Tale principio famoso e considerato il più fondamentale nasconde sotto la sua semplicità apparente una doppia tesi che lo rende contraddittorio. Da una parte esso mira in maniera esplicita alla universalità. Ciò di cui esso pretende parlare, sotto il titolo di intuizione, è ciò che rende possibili tutti i fenomeni e tutte le esperienze in qualsiasi ambito e indipendentemente dalla specificità di questo fenomeno o di questa intuizione. Si tratta quindi dell’apparire in generale, è la condizione universale dei fenomeni, la fenomenalità nella sua struttura primaria e onnipresente, nella sua essenza che è designata con la formula di intuizione donatrice originaria.
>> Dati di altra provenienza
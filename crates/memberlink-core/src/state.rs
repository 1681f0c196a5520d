//! State machine types.

use serde::{Deserialize, Serialize};

/// Participant-level liveness classification.
#[derive(Debug, Clone, Copy, Default, PartialEq, Eq, Hash, Serialize, Deserialize)]
pub enum ConnectionState {
    /// Waiting for a candidate to confirm data.
    #[default]
    Pending,

    /// Media is confirmed flowing.
    Active,

    /// Media stopped on an enabled track; recovery watchdog running.
    Away,

    /// The participant has no streams left.
    Removed,
}

impl ConnectionState {
    /// Returns true if the member is confirmed live.
    pub fn is_active(self) -> bool {
        matches!(self, Self::Active)
    }

    /// Returns a simple string representation of the state.
    pub fn name(self) -> &'static str {
        match self {
            Self::Pending => "Pending",
            Self::Active => "Active",
            Self::Away => "Away",
            Self::Removed => "Removed",
        }
    }
}

/// Playback state of a time shift.
#[derive(Debug, Clone, Copy, Default, PartialEq, Eq, Hash, Serialize, Deserialize)]
pub enum TimeShiftState {
    /// Created, no seek issued yet.
    #[default]
    Idle,

    /// Seek issued (or retry pending), waiting for readiness.
    Starting,

    /// Ready to play from the requested point.
    Ready,

    /// Playing.
    Playing,

    /// Paused.
    Paused,

    /// A seek request is in flight.
    Seeking,

    /// The last seek landed; transport stays paused.
    SeekingSucceeded,

    /// Playback reached the end.
    Ended,

    /// Terminal until the time shift is recreated.
    Failed,
}

impl TimeShiftState {
    /// States from which `play` and `play_loop` are accepted.
    pub fn can_play(self) -> bool {
        matches!(
            self,
            Self::Ready | Self::Paused | Self::Ended | Self::SeekingSucceeded
        )
    }

    /// States from which `pause` is accepted.
    pub fn can_pause(self) -> bool {
        matches!(self, Self::Playing)
    }

    /// States from which `stop` is accepted.
    pub fn can_stop(self) -> bool {
        matches!(
            self,
            Self::Playing | Self::Paused | Self::Seeking | Self::SeekingSucceeded | Self::Ended
        )
    }

    /// States from which `seek` is accepted.
    pub fn can_seek(self) -> bool {
        self.can_stop()
    }

    /// Readiness flips from the renderer are meaningless in these states.
    pub fn ignores_readiness(self) -> bool {
        matches!(self, Self::Playing | Self::Seeking | Self::Failed)
    }

    pub fn is_failed(self) -> bool {
        matches!(self, Self::Failed)
    }

    /// Returns a simple string representation of the state.
    pub fn name(self) -> &'static str {
        match self {
            Self::Idle => "Idle",
            Self::Starting => "Starting",
            Self::Ready => "Ready",
            Self::Playing => "Playing",
            Self::Paused => "Paused",
            Self::Seeking => "Seeking",
            Self::SeekingSucceeded => "SeekingSucceeded",
            Self::Ended => "Ended",
            Self::Failed => "Failed",
        }
    }
}
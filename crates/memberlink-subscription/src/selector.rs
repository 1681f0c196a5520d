//! Candidate stream selection policy.

use memberlink_core::StreamCandidate;

/// Pick the next candidate to try.
///
/// `candidates` is ordered oldest to newest and must already exclude
/// candidates known to have failed. Without a previous attempt the newest
/// candidate is offered. Otherwise selection walks towards older candidates
/// and wraps back to the newest after the oldest. The only candidate of a
/// single-entry list is not offered again right after it was attempted.
pub fn next_candidate(
    candidates: &[StreamCandidate],
    previous: Option<&StreamCandidate>,
) -> Option<StreamCandidate> {
    let newest = candidates.last()?;

    let Some(previous) = previous else {
        return Some(newest.clone());
    };

    let next = match candidates.iter().position(|c| c == previous) {
        None => newest,
        Some(0) => newest,
        Some(index) => &candidates[index - 1],
    };

    if next == previous && candidates.len() <= 1 {
        return None;
    }

    Some(next.clone())
}

#[cfg(test)]
mod tests {
    use super::*;

    fn candidates(uris: &[&str]) -> Vec<StreamCandidate> {
        uris.iter()
            .map(|uri| StreamCandidate::new(*uri, Vec::new()))
            .collect()
    }

    fn uri(candidate: Option<StreamCandidate>) -> Option<String> {
        candidate.map(|c| c.uri.0)
    }

    #[test]
    fn empty_list_yields_nothing() {
        assert_eq!(next_candidate(&[], None), None);
        let previous = StreamCandidate::new("a", Vec::new());
        assert_eq!(next_candidate(&[], Some(&previous)), None);
    }

    #[test]
    fn newest_is_offered_first() {
        let list = candidates(&["old", "mid", "new"]);
        assert_eq!(uri(next_candidate(&list, None)), Some("new".into()));
    }

    #[test]
    fn walks_towards_older_and_wraps() {
        let list = candidates(&["old", "mid", "new"]);
        assert_eq!(uri(next_candidate(&list, Some(&list[2]))), Some("mid".into()));
        assert_eq!(uri(next_candidate(&list, Some(&list[1]))), Some("old".into()));
        assert_eq!(uri(next_candidate(&list, Some(&list[0]))), Some("new".into()));
    }

    #[test]
    fn vanished_previous_restarts_at_newest() {
        let list = candidates(&["a", "b"]);
        let gone = StreamCandidate::new("gone", Vec::new());
        assert_eq!(uri(next_candidate(&list, Some(&gone))), Some("b".into()));
    }

    #[test]
    fn single_candidate_is_not_repeated() {
        let list = candidates(&["only"]);
        assert_eq!(uri(next_candidate(&list, None)), Some("only".into()));
        assert_eq!(next_candidate(&list, Some(&list[0])), None);
    }

    #[test]
    fn result_is_always_member_of_input() {
        let list = candidates(&["a", "b", "c", "d"]);
        let outsider = StreamCandidate::new("z", Vec::new());
        let previous_options: Vec<Option<&StreamCandidate>> = list
            .iter()
            .map(Some)
            .chain([None, Some(&outsider)])
            .collect();

        for len in 1..=list.len() {
            let slice = &list[..len];
            for previous in &previous_options {
                match next_candidate(slice, *previous) {
                    Some(next) => assert!(slice.contains(&next)),
                    None => {
                        assert_eq!(len, 1);
                        assert_eq!(*previous, Some(&slice[0]));
                    }
                }
            }
        }
    }
}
D’altra parte tuttavia, sotto questo stesso termine di intuizione viene preso di mira un modo particolare dell’apparire che non è più quello di semplice concetto ancora indeterminato. L’intuizione indica in Husserl la struttura della coscienza in quanto coscienza di qualcosa, in quanto intenzionale. Certo, è la intenzionalità riempita che qualifica strictu sensu il concetto di intuizione, ma è alla intenzionalità in quanto tale che l’intuizione deve il suo potere di mettere in fenomenalità, di istituire la condizione di fenomeno. A tale messa in fenomenalità l’intenzionalità procede andando verso ciò che si trova in un certo modo gettato davanti ad essa in quanto suo correlato intenzionale, in quanto oggetto trascendente. È la trascendenza di questo oggetto, la sua continua messa a distanza, che costituisce la fenomenalità come tale.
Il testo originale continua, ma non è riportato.